* WHAT NEEDS TO BE DONE: Below are some records; work out how many of their lines contain "repository" and give the number only.

START GIVEN ENTRIES

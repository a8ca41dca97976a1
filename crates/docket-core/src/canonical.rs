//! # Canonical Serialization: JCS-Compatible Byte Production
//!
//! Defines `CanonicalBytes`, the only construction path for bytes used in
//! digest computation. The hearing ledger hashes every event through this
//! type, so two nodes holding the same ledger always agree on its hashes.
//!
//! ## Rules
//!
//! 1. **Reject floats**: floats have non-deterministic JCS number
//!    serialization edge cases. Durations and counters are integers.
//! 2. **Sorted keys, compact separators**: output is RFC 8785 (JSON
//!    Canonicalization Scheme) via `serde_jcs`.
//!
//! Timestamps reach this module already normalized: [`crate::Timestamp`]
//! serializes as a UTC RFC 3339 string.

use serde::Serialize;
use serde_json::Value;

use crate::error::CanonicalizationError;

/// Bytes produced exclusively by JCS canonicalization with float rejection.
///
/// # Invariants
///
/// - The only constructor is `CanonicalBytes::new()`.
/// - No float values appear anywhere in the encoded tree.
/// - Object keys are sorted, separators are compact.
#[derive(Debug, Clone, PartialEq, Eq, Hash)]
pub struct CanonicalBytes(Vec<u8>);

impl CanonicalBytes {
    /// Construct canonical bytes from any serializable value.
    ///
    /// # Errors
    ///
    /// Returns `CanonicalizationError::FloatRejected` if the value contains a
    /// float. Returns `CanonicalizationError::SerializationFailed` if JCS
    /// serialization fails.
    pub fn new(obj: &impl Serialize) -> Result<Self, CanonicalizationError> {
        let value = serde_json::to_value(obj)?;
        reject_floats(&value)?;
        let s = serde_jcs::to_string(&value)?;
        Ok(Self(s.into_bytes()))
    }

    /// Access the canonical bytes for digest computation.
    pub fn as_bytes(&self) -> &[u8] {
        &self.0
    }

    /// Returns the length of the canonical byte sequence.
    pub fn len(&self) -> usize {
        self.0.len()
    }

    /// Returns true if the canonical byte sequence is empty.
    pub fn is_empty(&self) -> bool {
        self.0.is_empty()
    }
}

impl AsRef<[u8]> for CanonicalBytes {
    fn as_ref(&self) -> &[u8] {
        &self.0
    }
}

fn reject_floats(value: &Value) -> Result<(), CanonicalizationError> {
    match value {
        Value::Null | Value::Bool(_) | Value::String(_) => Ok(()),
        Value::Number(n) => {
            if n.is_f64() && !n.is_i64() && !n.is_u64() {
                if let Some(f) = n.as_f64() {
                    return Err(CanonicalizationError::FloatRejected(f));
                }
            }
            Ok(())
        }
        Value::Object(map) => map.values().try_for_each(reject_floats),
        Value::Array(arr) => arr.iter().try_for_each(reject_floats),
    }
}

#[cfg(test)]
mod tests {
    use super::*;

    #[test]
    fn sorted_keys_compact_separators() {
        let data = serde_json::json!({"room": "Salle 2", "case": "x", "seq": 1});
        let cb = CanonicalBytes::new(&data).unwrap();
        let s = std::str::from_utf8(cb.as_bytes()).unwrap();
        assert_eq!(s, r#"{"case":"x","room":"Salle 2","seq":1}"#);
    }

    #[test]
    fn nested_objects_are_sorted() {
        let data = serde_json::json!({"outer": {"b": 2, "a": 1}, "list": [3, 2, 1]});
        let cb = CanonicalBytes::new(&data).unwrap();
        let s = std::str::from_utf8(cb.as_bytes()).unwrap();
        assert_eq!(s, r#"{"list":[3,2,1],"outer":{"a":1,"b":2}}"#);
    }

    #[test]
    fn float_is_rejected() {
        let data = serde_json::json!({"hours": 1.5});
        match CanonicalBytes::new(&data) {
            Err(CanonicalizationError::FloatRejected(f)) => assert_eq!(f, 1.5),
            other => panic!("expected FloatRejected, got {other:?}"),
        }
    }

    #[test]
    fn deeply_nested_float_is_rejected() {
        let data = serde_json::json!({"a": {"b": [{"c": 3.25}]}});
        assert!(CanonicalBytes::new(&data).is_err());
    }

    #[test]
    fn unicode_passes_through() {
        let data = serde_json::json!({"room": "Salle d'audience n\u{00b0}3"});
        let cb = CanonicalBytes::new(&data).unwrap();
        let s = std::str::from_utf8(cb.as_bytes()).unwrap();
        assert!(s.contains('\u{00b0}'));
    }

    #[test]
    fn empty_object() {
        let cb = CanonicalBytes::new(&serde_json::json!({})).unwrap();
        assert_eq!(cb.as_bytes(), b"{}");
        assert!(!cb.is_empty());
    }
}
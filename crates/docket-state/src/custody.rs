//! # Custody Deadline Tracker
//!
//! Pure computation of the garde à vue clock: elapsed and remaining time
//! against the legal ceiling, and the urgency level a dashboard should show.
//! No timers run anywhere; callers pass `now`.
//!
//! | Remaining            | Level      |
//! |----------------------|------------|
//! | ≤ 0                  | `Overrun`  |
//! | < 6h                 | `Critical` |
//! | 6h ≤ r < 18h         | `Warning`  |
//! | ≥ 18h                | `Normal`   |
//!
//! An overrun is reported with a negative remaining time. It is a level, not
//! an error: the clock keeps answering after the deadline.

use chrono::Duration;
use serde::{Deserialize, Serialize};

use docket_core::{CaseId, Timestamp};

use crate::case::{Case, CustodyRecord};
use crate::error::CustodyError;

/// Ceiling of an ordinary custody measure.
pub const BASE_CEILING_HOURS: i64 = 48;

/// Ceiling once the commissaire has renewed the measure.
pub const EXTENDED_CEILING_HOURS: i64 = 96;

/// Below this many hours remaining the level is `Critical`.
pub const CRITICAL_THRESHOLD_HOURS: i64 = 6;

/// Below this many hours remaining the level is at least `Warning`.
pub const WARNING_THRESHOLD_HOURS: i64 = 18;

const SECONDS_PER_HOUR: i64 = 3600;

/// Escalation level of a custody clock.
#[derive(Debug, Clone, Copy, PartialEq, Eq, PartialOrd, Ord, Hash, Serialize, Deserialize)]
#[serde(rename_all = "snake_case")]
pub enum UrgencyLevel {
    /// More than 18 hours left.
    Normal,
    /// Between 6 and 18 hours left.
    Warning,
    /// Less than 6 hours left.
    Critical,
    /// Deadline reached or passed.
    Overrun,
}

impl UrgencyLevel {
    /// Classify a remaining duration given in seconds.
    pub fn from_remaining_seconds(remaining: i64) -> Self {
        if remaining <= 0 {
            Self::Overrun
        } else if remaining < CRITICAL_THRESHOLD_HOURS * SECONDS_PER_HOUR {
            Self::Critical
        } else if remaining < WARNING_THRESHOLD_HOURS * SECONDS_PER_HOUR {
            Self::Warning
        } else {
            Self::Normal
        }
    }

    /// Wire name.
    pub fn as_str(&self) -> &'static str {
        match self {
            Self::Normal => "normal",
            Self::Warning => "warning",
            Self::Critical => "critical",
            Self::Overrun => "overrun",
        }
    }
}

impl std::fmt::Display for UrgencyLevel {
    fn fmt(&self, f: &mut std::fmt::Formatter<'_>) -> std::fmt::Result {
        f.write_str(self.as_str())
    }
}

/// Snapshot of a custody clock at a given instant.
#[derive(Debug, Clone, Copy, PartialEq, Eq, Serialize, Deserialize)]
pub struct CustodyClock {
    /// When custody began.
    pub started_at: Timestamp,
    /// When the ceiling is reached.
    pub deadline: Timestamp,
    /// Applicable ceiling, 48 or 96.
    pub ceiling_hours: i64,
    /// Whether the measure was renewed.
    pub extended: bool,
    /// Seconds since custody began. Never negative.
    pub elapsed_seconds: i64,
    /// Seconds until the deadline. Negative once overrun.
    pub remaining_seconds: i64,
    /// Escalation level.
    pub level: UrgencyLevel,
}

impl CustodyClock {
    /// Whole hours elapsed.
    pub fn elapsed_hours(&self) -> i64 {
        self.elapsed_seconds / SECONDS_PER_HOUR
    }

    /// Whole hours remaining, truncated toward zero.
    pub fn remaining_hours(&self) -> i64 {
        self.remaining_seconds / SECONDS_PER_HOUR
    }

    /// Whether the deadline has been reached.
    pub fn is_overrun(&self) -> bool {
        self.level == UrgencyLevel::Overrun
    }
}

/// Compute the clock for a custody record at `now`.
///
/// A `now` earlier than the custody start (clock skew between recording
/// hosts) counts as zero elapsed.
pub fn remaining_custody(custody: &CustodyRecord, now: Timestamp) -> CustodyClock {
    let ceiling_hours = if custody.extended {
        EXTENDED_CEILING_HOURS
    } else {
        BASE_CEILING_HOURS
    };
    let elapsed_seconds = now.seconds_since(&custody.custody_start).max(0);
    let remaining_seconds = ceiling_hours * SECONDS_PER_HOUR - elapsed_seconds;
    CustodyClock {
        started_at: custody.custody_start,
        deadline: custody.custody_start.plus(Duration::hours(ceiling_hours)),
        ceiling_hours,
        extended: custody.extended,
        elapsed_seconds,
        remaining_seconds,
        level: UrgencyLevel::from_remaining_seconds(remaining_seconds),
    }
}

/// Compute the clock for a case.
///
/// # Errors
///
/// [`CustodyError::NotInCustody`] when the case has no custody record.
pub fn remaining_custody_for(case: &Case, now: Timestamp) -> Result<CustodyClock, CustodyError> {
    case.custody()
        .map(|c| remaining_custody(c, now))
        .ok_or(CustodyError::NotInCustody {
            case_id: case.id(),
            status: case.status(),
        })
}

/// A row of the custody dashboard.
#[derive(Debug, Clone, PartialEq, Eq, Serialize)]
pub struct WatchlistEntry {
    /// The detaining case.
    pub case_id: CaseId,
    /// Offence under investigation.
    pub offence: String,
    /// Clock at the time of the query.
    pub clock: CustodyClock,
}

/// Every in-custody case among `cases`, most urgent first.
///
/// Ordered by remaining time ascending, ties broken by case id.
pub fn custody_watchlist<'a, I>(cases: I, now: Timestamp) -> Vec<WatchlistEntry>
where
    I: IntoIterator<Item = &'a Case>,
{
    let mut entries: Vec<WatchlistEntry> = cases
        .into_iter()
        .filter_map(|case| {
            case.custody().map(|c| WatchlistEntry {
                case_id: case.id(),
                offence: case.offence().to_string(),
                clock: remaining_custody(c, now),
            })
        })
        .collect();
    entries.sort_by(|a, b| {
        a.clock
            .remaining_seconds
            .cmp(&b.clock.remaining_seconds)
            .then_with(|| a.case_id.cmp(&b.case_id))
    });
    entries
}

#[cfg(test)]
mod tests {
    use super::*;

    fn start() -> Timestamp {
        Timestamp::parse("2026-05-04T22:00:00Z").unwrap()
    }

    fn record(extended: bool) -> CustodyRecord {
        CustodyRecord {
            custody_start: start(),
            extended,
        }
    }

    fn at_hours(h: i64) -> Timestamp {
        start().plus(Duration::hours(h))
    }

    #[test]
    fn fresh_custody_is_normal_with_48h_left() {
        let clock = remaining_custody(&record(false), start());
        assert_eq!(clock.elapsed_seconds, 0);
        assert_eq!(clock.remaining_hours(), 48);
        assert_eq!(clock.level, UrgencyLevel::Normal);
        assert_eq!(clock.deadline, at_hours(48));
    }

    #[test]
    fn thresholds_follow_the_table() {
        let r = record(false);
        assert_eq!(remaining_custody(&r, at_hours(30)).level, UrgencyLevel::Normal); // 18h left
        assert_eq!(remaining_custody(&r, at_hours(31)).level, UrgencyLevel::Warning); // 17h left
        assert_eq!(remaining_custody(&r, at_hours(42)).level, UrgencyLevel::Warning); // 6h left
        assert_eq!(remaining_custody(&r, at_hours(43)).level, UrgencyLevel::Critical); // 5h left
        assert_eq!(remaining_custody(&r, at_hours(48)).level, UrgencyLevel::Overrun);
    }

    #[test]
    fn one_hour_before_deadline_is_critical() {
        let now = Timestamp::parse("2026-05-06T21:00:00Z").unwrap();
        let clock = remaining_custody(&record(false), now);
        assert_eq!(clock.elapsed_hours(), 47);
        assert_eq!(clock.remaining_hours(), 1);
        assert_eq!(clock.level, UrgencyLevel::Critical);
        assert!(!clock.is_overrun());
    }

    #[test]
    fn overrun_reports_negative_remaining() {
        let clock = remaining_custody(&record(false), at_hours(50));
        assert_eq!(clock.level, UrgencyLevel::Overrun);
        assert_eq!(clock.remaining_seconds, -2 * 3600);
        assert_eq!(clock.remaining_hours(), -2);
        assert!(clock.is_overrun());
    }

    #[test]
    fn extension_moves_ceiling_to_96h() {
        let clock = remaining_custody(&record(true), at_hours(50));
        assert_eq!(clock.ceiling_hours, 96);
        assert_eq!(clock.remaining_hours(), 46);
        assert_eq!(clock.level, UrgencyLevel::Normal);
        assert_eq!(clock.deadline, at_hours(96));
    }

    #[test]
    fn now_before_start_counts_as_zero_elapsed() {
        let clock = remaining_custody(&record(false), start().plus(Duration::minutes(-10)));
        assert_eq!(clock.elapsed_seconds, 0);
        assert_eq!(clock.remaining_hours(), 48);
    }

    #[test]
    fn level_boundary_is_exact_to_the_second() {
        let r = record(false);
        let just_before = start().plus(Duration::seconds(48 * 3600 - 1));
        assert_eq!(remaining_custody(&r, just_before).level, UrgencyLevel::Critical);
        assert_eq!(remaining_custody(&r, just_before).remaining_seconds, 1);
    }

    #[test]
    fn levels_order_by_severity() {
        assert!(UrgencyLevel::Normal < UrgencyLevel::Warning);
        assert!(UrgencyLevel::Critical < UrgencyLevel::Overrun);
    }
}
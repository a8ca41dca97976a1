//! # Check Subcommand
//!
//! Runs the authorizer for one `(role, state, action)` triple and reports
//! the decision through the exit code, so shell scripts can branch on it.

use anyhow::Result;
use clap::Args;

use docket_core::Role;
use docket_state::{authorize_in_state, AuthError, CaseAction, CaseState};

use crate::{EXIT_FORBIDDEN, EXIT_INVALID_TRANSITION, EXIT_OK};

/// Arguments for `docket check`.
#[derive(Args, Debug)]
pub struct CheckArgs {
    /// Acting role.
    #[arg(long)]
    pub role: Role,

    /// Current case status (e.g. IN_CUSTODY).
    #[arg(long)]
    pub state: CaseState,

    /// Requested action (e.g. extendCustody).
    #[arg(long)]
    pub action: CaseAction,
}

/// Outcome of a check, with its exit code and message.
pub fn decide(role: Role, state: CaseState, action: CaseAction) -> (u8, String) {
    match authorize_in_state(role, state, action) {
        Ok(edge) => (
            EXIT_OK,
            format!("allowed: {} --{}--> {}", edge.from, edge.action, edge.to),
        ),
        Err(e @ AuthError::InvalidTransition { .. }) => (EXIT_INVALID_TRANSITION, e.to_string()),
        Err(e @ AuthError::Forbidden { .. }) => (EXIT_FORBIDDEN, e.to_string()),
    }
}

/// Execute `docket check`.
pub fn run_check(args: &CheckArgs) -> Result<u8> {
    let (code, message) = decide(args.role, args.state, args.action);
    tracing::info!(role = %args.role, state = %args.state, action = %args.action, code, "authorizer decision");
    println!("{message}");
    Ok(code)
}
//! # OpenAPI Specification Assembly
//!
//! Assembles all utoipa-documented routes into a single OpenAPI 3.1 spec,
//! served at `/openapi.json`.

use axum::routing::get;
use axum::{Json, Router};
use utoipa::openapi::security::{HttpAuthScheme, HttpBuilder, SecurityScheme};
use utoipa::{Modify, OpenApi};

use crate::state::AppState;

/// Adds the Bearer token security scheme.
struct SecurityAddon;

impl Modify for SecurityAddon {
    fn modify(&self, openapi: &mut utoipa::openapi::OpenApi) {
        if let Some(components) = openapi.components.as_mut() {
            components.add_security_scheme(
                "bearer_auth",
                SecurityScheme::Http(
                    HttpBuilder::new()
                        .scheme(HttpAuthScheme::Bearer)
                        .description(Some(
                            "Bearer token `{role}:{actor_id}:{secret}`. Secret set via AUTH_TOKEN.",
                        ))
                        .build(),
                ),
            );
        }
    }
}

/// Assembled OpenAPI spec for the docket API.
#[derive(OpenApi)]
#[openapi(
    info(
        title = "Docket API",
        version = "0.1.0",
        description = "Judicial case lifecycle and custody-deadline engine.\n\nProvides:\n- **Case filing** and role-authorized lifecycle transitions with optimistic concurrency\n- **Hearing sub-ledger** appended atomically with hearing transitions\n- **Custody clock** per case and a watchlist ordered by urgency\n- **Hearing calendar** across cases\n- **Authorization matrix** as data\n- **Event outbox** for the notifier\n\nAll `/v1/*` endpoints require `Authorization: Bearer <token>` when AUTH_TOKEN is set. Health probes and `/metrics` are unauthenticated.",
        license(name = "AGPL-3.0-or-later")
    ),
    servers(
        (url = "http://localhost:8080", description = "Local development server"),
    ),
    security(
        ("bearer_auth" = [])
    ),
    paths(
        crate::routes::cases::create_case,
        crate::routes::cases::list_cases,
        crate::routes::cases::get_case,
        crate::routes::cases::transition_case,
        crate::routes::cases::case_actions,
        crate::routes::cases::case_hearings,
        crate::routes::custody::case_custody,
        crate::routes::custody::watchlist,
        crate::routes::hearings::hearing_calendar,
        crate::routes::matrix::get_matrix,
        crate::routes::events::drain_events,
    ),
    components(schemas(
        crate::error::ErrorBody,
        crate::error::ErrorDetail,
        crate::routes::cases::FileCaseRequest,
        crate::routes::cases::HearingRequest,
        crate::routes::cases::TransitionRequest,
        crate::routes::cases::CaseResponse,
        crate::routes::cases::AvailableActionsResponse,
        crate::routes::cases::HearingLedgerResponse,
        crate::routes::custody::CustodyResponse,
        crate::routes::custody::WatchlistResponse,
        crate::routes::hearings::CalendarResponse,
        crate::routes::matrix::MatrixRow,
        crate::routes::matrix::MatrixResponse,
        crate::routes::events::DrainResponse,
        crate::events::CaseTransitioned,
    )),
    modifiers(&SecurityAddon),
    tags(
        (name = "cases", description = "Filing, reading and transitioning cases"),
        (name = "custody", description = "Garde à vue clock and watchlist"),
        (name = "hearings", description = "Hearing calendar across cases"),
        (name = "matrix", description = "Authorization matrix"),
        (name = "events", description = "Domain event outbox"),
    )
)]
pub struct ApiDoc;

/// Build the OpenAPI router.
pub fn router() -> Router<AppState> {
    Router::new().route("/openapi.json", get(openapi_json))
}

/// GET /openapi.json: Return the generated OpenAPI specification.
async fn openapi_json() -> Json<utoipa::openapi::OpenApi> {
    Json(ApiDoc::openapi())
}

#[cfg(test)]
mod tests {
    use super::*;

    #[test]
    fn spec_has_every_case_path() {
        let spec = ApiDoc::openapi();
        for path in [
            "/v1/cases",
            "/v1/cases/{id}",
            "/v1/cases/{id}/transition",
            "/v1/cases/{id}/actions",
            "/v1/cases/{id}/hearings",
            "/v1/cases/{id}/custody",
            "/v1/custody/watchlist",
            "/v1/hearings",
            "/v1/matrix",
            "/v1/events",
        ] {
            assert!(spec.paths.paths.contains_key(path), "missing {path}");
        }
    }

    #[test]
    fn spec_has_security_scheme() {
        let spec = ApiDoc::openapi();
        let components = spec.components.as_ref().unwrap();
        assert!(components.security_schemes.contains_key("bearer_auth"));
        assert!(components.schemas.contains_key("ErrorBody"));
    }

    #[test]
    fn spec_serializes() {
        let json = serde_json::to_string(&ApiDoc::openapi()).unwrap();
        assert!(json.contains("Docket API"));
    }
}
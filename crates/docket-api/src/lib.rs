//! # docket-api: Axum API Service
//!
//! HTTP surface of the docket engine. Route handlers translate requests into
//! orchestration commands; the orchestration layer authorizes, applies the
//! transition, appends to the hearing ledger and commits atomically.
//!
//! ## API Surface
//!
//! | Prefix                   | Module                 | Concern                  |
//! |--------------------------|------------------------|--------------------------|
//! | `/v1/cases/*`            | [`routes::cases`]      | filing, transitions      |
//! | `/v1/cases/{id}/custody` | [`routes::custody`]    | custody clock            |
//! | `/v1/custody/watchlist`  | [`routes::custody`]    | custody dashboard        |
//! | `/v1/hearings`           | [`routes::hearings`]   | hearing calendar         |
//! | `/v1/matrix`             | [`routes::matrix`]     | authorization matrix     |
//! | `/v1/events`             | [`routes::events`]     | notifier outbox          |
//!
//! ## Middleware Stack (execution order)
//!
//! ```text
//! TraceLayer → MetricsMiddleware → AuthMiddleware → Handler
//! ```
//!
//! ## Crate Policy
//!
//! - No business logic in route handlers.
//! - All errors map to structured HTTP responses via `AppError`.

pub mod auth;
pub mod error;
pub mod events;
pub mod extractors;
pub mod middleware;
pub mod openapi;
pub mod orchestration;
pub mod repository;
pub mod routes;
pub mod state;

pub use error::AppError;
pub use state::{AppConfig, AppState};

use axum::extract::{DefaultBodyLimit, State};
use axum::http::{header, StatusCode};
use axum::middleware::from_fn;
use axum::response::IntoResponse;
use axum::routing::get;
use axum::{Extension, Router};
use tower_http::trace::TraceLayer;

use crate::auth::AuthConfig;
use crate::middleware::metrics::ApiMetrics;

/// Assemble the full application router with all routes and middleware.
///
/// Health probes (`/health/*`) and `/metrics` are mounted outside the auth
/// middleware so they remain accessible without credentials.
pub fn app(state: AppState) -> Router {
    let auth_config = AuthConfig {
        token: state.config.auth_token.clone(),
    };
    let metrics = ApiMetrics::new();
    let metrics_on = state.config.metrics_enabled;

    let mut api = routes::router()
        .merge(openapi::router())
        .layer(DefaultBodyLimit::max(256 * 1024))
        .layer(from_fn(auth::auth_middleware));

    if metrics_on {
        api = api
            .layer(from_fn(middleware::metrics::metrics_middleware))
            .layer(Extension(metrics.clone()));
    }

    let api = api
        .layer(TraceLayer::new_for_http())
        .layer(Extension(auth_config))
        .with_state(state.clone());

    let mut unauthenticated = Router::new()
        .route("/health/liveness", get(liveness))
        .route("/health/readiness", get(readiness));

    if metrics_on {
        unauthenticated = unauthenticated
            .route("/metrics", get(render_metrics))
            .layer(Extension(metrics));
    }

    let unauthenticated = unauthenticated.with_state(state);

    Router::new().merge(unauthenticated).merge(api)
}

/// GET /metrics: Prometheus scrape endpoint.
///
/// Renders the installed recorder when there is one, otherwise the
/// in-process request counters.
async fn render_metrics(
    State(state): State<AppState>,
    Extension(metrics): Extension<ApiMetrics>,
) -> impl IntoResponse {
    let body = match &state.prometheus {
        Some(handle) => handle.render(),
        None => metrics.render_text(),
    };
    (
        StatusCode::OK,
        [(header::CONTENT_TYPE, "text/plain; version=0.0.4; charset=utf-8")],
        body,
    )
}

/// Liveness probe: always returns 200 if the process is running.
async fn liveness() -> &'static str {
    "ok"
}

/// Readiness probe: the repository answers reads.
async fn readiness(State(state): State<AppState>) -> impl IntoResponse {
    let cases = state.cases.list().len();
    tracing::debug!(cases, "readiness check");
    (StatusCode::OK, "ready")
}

END GIVEN ENTRIES

* YOUR RESPONSE: 4